O resultado é que a maioria dos sites de notícias, num
esforço hercúleo para atrair o leitor, anda recheada de disparates. Quase nada
se aproveita; o risco, nesses casos, é de embotar as ideias. Pensando
informar-se, o leitor escorrega ladeira abaixo e é levado a comprar ouro de
tolo.
À procura da arraia-miúda, satisfiz-me com o fútil. No site do
partido, o episódio mais lido pelos leitores foi a gafe cometida ao
vivo por uma jornalista - mais isso foi lá em 2006! Afora mexericos e otras
cositas más, o tempo só esteve para rebeliões, de modo que a
marginália continuou sob os holofotes.
Procuro daqui, procuro dali, e acabo na orla de Fortaleza em meio a uma
multidão que, aos gritos, incentivava um casal que se conhecia biblicamente,
esquecendo abertas as cortinas do quarto do hotel. O desempenho mereceu
registros que, publicados na rede, foram vistos por milhares de voyeurs.
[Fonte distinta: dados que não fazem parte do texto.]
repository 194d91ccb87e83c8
use std::sync::Arc;

use quiz_core::model::{HistoryEntry, HistoryEntryId, Level};
use quiz_core::time::fixed_now;
use storage::repository::{HistoryRepository, StorageError};

use super::quiz::QuizIntent;
use super::test_harness::{ViewKind, setup_view_harness, setup_view_harness_with_history};

fn sample_entry() -> HistoryEntry {
    let id = HistoryEntryId::from_millis(fixed_now().timestamp_millis());
    HistoryEntry::from_persisted(id, "Arithmetic warm-up", Level::Easy, 2, 3).unwrap()
}

#[tokio::test(flavor = "current_thread")]
async fn home_view_smoke_lists_quizzes_and_levels() {
    let mut harness = setup_view_harness(ViewKind::Home);
    harness.rebuild();
    let html = harness.render();
    assert!(html.contains("Arithmetic warm-up"), "missing quiz in {html}");
    assert!(html.contains("3 questions"), "missing count in {html}");
    for label in ["Easy", "Medium", "Hard"] {
        assert!(html.contains(label), "missing {label} chip in {html}");
    }
}

#[tokio::test(flavor = "current_thread")]
async fn history_view_smoke_renders_entry() {
    let mut harness = setup_view_harness(ViewKind::History);
    harness
        .storage
        .history
        .append(&sample_entry())
        .await
        .expect("append entry");

    harness.rebuild();
    harness.drive_async().await;
    let html = harness.render();
    assert!(html.contains("Arithmetic warm-up"), "missing title in {html}");
    assert!(html.contains("2/3"), "missing score in {html}");
    assert!(html.contains("Remove"), "missing remove button in {html}");
}

#[tokio::test(flavor = "current_thread")]
async fn history_view_smoke_renders_empty_state() {
    let mut harness = setup_view_harness(ViewKind::History);
    harness.rebuild();
    harness.drive_async().await;
    let html = harness.render();
    assert!(html.contains("No finished quizzes yet."), "missing empty text in {html}");
}

struct FailingHistory;

#[async_trait::async_trait]
impl HistoryRepository for FailingHistory {
    async fn append(&self, _entry: &HistoryEntry) -> Result<(), StorageError> {
        Err(StorageError::Connection("fail".to_string()))
    }

    async fn list_recent(&self, _limit: u32) -> Result<Vec<HistoryEntry>, StorageError> {
        Err(StorageError::Connection("fail".to_string()))
    }

    async fn get(&self, _id: HistoryEntryId) -> Result<HistoryEntry, StorageError> {
        Err(StorageError::Connection("fail".to_string()))
    }

    async fn remove(&self, _id: HistoryEntryId) -> Result<(), StorageError> {
        Err(StorageError::Connection("fail".to_string()))
    }
}

#[tokio::test(flavor = "current_thread")]
async fn history_view_smoke_renders_error_state() {
    let mut harness = setup_view_harness_with_history(ViewKind::History, Arc::new(FailingHistory));
    harness.rebuild();
    harness.drive_async().await;
    let html = harness.render();
    assert!(html.contains("Something went wrong"), "missing error in {html}");
    assert!(html.contains("Retry"), "missing retry in {html}");
}

#[tokio::test(flavor = "current_thread")]
async fn finish_view_smoke_renders_score() {
    let mut harness = setup_view_harness(ViewKind::Finish {
        points: 2,
        total: 3,
    });
    harness.rebuild();
    let html = harness.render();
    assert!(html.contains("Well done!"), "missing headline in {html}");
    assert!(
        html.contains("You got 2 out of 3 questions right"),
        "missing score in {html}"
    );
}

#[tokio::test(flavor = "current_thread")]
async fn quiz_view_smoke_renders_first_question() {
    let mut harness = setup_view_harness(ViewKind::Quiz("math-1".to_owned()));
    harness.rebuild();
    harness.drive_async().await;
    harness.drive_async().await;
    let html = harness.render();
    assert!(html.contains("Arithmetic warm-up"), "missing title in {html}");
    assert!(html.contains("What is 7 x 8?"), "missing question in {html}");
    assert!(html.contains("1/3"), "missing position in {html}");
    assert!(html.contains("Confirm"), "missing confirm in {html}");
}

#[tokio::test(flavor = "current_thread")]
async fn quiz_view_smoke_unknown_quiz_renders_not_found() {
    let mut harness = setup_view_harness(ViewKind::Quiz("geo-9".to_owned()));
    harness.rebuild();
    harness.drive_async().await;
    let html = harness.render();
    assert!(html.contains("This quiz does not exist."), "missing error in {html}");
}

#[tokio::test(flavor = "current_thread")]
async fn quiz_view_smoke_selection_and_answers_record_history() {
    let mut harness = setup_view_harness(ViewKind::Quiz("math-1".to_owned()));
    harness.rebuild();
    harness.drive_async().await;
    harness.drive_async().await;

    harness.dispatch(QuizIntent::Select(1)).await;
    let html = harness.render();
    assert!(html.contains("alternative--checked"), "missing selection in {html}");

    harness.dispatch(QuizIntent::Confirm).await;
    let html = harness.render();
    assert!(html.contains("2/3"), "did not advance in {html}");

    for pick in [0, 2] {
        harness.dispatch(QuizIntent::Select(pick)).await;
        harness.dispatch(QuizIntent::Confirm).await;
    }

    let entries = harness.storage.history.list_recent(10).await.unwrap();
    assert_eq!(entries.len(), 1);
    assert_eq!(entries[0].points(), 3);
    assert_eq!(entries[0].questions(), 3);
}
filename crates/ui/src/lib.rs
pub mod app;
pub mod capabilities;
pub mod context;
pub mod routes;
pub mod vm;
pub mod views;

pub use app::App;
pub use context::{AppContext, UiApp, build_app_context};
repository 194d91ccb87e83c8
use dioxus::prelude::*;
use dioxus_router::Link;
use quiz_core::model::Level;

use crate::context::AppContext;
use crate::routes::Route;
use crate::vm::{QuizCardVm, level_class, map_quiz_cards};

#[component]
pub fn HomeView() -> Element {
    let ctx = use_context::<AppContext>();
    let catalog = ctx.catalog();
    let mut level = use_signal(|| None::<Level>);

    let cards = use_memo(move || map_quiz_cards(&catalog.list(level())));

    rsx! {
        div { class: "page",
            h2 { "Choose a quiz" }
            div { class: "levels",
                for option in Level::ALL {
                    LevelChip {
                        level: option,
                        checked: level() == Some(option),
                        on_toggle: move |picked: Level| {
                            let next = (level() != Some(picked)).then_some(picked);
                            level.set(next);
                        },
                    }
                }
            }
            if cards.read().is_empty() {
                p { class: "empty", "No quizzes for this level." }
            } else {
                ul { class: "quiz-list",
                    for card in cards.read().iter().cloned() {
                        QuizCard { key: "{card.id}", card }
                    }
                }
            }
        }
    }
}

#[component]
fn LevelChip(level: Level, checked: bool, on_toggle: EventHandler<Level>) -> Element {
    let class = if checked {
        format!("{} level--checked", level_class(level))
    } else {
        level_class(level).to_owned()
    };
    rsx! {
        button {
            class: "{class}",
            r#type: "button",
            onclick: move |_| on_toggle.call(level),
            "{level.label()}"
        }
    }
}

#[component]
fn QuizCard(card: QuizCardVm) -> Element {
    rsx! {
        li { class: "quiz-card",
            Link { to: Route::Quiz { id: card.id.clone() },
                span { class: "{card.level_class}", "{card.level.label()}" }
                h3 { "{card.title}" }
                p { class: "quiz-card__meta", "{card.questions_label}" }
            }
        }
    }
}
Avesso a adjetivos, continuei minha busca até dar com os olhos em uma
notícia que vinha de Belo Horizonte. Tratava-se de um pedido protocolado por
alguns historiadores no Iepha (Instituto
Estadual do Patrimônio Histórico e Artístico de Minas Gerais); nele, solicitam
a exclusão dos nomes de três ‘falsos inconfidentes’ do Monumento à
Terra Mineira, inaugurado em 1930 em homenagem a bandeirantes paulistas e
inconfidentes.
Lido o tal artigo, bateu-me a dúvida: como não
acreditar piamente nas aulas de Dona Benedita, jurando de pés juntos que a
conspiração havia sido desmantelada em 1789? Para o menino atento às aulas, só
essa data já o enchia de admiração e respeito pelo levante de Vila Rica. Por
sua vez, o artigo afirma que o movimento contra a Coroa Portuguesa deu-se em
1792!
- Dona Benedita? Então foi no mesmo ano da
Revolução Francesa?!
- Isso mesmo! Mas, atenção meninos, só em 17 de
abril de 1792 é que foi lida a sentença na cidade do Rio de Janeiro. Doze dos
Inconfidentes foram condenados à morte! Mas, no dia seguinte, leu-se um decreto
de D. Maria I, pelo qual todos, exceto Tiradentes, tiveram a pena comutada.
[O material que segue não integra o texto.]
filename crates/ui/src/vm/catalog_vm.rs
use quiz_core::model::Level;
use services::QuizListItem;

#[derive(Clone, Debug, PartialEq, Eq)]
pub struct QuizCardVm {
    pub id: String,
    pub title: String,
    pub level: Level,
    pub level_class: &'static str,
    pub questions_label: String,
}

impl From<&QuizListItem> for QuizCardVm {
    fn from(item: &QuizListItem) -> Self {
        let questions_label = match item.question_count {
            1 => "1 question".to_owned(),
            n => format!("{n} questions"),
        };
        Self {
            id: item.id.as_str().to_owned(),
            title: item.title.clone(),
            level: item.level,
            level_class: level_class(item.level),
            questions_label,
        }
    }
}

#[must_use]
pub fn level_class(level: Level) -> &'static str {
    match level {
        Level::Easy => "level level--easy",
        Level::Medium => "level level--medium",
        Level::Hard => "level level--hard",
    }
}

#[must_use]
pub fn map_quiz_cards(items: &[QuizListItem]) -> Vec<QuizCardVm> {
    items.iter().map(QuizCardVm::from).collect()
}
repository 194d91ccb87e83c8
//! Host-provided capabilities the session controller drives.
//!
//! All of them run on the UI thread, so none require `Send`.

use std::collections::BTreeMap;
use std::rc::Rc;

use async_trait::async_trait;

//
// ─── NAVIGATION ────────────────────────────────────────────────────────────────
//

/// Screens the controller can send the user to.
#[derive(Debug, Clone, Copy, PartialEq, Eq)]
pub enum NavigationTarget {
    Home,
    Finish { points: u32, total: u32 },
}

impl NavigationTarget {
    #[must_use]
    pub fn screen_name(&self) -> &'static str {
        match self {
            NavigationTarget::Home => "home",
            NavigationTarget::Finish { .. } => "finish",
        }
    }

    /// Route parameters in string form.
    #[must_use]
    pub fn params(&self) -> BTreeMap<String, String> {
        let mut params = BTreeMap::new();
        if let NavigationTarget::Finish { points, total } = self {
            params.insert("points".to_owned(), points.to_string());
            params.insert("total".to_owned(), total.to_string());
        }
        params
    }
}

pub trait Navigator {
    fn go_to(&self, target: NavigationTarget);
}

//
// ─── CONFIRMATION ──────────────────────────────────────────────────────────────
//

#[derive(Debug, Clone, Copy, PartialEq, Eq)]
pub enum ConfirmRole {
    Accept,
    Cancel,
    Destructive,
}

#[derive(Debug, Clone, PartialEq, Eq)]
pub struct ConfirmOption {
    pub label: String,
    pub role: ConfirmRole,
}

impl ConfirmOption {
    #[must_use]
    pub fn new(label: impl Into<String>, role: ConfirmRole) -> Self {
        Self {
            label: label.into(),
            role,
        }
    }
}

/// A blocking user decision: a message and the options to pick from.
#[derive(Debug, Clone, PartialEq, Eq)]
pub struct ConfirmPrompt {
    pub title: String,
    pub message: String,
    pub options: Vec<ConfirmOption>,
}

impl ConfirmPrompt {
    #[must_use]
    pub fn skip_question() -> Self {
        Self {
            title: "Skip".to_owned(),
            message: "Do you really want to skip this question?".to_owned(),
            options: vec![
                ConfirmOption::new("Yes", ConfirmRole::Accept),
                ConfirmOption::new("No", ConfirmRole::Cancel),
            ],
        }
    }

    #[must_use]
    pub fn stop_quiz() -> Self {
        Self {
            title: "Stop".to_owned(),
            message: "Do you want to stop now?".to_owned(),
            options: vec![
                ConfirmOption::new("No", ConfirmRole::Cancel),
                ConfirmOption::new("Yes", ConfirmRole::Destructive),
            ],
        }
    }

    /// Whether the chosen option (if any) goes ahead with the action.
    #[must_use]
    pub fn is_accepted(&self, choice: Option<usize>) -> bool {
        choice
            .and_then(|index| self.options.get(index))
            .is_some_and(|option| option.role != ConfirmRole::Cancel)
    }
}

#[async_trait(?Send)]
pub trait Confirmer {
    /// Show the prompt and wait for the user. Returns the chosen option index,
    /// or `None` if the prompt was dismissed.
    async fn confirm(&self, prompt: &ConfirmPrompt) -> Option<usize>;
}

//
// ─── FEEDBACK ──────────────────────────────────────────────────────────────────
//

#[derive(Debug, Clone, Copy, PartialEq, Eq)]
pub enum FeedbackSignal {
    /// Wrong answer: shake the question card.
    Shake,
}

#[async_trait(?Send)]
pub trait FeedbackSink {
    /// Play the signal; resolves when the animation finished.
    async fn play(&self, signal: FeedbackSignal);
}

/// Bundle of capabilities handed to one controller.
#[derive(Clone)]
pub struct SessionCapabilities {
    pub navigator: Rc<dyn Navigator>,
    pub confirmer: Rc<dyn Confirmer>,
    pub feedback: Rc<dyn FeedbackSink>,
}

impl SessionCapabilities {
    #[must_use]
    pub fn new(
        navigator: Rc<dyn Navigator>,
        confirmer: Rc<dyn Confirmer>,
        feedback: Rc<dyn FeedbackSink>,
    ) -> Self {
        Self {
            navigator,
            confirmer,
            feedback,
        }
    }
}

#[cfg(test)]
mod tests {
    use super::*;

    #[test]
    fn finish_params_are_strings() {
        let target = NavigationTarget::Finish {
            points: 2,
            total: 3,
        };
        assert_eq!(target.screen_name(), "finish");
        let params = target.params();
        assert_eq!(params.get("points").map(String::as_str), Some("2"));
        assert_eq!(params.get("total").map(String::as_str), Some("3"));
        assert_eq!(NavigationTarget::Home.screen_name(), "home");
        assert!(NavigationTarget::Home.params().is_empty());
    }

    #[test]
    fn skip_prompt_accepts_yes_only() {
        let prompt = ConfirmPrompt::skip_question();
        assert!(prompt.is_accepted(Some(0)));
        assert!(!prompt.is_accepted(Some(1)));
        assert!(!prompt.is_accepted(None));
        assert!(!prompt.is_accepted(Some(9)));
    }

    #[test]
    fn stop_prompt_treats_destructive_as_accept() {
        let prompt = ConfirmPrompt::stop_quiz();
        assert!(!prompt.is_accepted(Some(0)));
        assert!(prompt.is_accepted(Some(1)));
    }
}
use services::HistoryListItem;

use crate::vm::time_fmt::format_datetime;

#[derive(Clone, Debug, PartialEq, Eq)]
pub struct HistoryRowVm {
    pub id: u64,
    pub title: String,
    pub level_label: &'static str,
    pub score_label: String,
    pub recorded_at_str: String,
}

impl From<&HistoryListItem> for HistoryRowVm {
    fn from(item: &HistoryListItem) -> Self {
        Self {
            id: item.id.value(),
            title: item.quiz_title.clone(),
            level_label: item.level.label(),
            score_label: format!("{}/{}", item.points, item.questions),
            recorded_at_str: item
                .recorded_at
                .map_or_else(|| "-".to_owned(), format_datetime),
        }
    }
}

#[must_use]
pub fn map_history_rows(items: &[HistoryListItem]) -> Vec<HistoryRowVm> {
    items.iter().map(HistoryRowVm::from).collect()
}
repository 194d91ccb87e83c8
mod history;
mod ids;
mod level;
mod quiz;
mod session;
mod settings;

pub use ids::{HistoryEntryId, ParseIdError, QuizId};
pub use level::{Level, ParseLevelError};

pub use history::{HistoryEntry, HistoryEntryError, QuizResult};
pub use quiz::{Question, QuestionError, Quiz, QuizError};
pub use session::{
    Advance, AnswerOutcome, QuizSession, QuizSessionError, SessionPhase, SessionProgress,
};
pub use settings::{IncorrectAnswerPolicy, QuizSettings, QuizSettingsDraft, QuizSettingsError};
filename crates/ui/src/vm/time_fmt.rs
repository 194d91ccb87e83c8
use chrono::{DateTime, Utc};

#[must_use]
pub fn format_datetime(value: DateTime<Utc>) -> String {
    value.format("%Y-%m-%d %H:%M").to_string()
}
Tiradentes, nosso herói! Dona Benedita enchia o peito e pronunciava um herói pleno
e aspirado.
A despeito dos três intrusos (o escravo Alexandre,
Fernando José Ribeiro e José Martins Borges) que os historiadores afirmam não
terem participado do levante, cá com os meu botões, pensei na repaginação
sofrida pelo herói de Dona Benedita, empreitada levada a cabo pelos ideólogos
positivistas na fundação da República.
Ao buscar em Tiradentes a personificação da
República, o militar que tinha no máximo um bigode e que, na prisão, fora
obrigado a raspar barba e cabelo par evitar piolhos, à beira do cadafalso, teve
sua figura assemelhada a Jesus Cristo, ganhou camisolão e barba feito
madeixa.
Ah, há ainda as teorias conspiratórias! Mas o
melhor a fazer é deixá-las de lado; porém, não deixa de ser instigante o relato
do carioca Marcos Correa que, na Paris de 1969, ao pesquisar a vida de José
Bonifácio de Andrade e Silva, encontrou a assinatura de um tal de Antônio
Xavier da Silva, na lista de presença da Assembleia Nacional Francesa, bem ao
lado da do Patriarca da Independência. Aí começam as suspeitas de um complô
orquestrado pelos maçons em que há a similaridade de assinaturas, a troca de
Tiradentes por um ladrão, sua fuga para a Europa... Os militares, no século XX,
teriam se encarregado de apagar rastros e colocá-lo no panteão dos heróis
nacionais.
De minha parte, procuro guardar o dito do mestre,
cuja opinião era de que a lenda é melhor do que a história autêntica, razão
pela qual não desacredito da ficção. A história de Tiradentes é mais um desses
exemplos em que a ‘verdade’ das realidades usurpa a lenda metida nos livros.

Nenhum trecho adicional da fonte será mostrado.